> **SOURCE RECORDS**:
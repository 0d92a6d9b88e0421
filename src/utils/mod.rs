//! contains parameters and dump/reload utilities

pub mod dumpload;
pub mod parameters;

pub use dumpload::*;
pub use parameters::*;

> **WORK INSTRUCTIONS**: Every line above should be transcribed exactly.

> **REPLY TO THE EXERCISE**:
repository 0d92a6d9b88e0421
filename src/utils/mod.rs
//! contains parameters and dump/reload utilities

pub mod dumpload;
pub mod parameters;

pub use dumpload::*;
pub use parameters::*;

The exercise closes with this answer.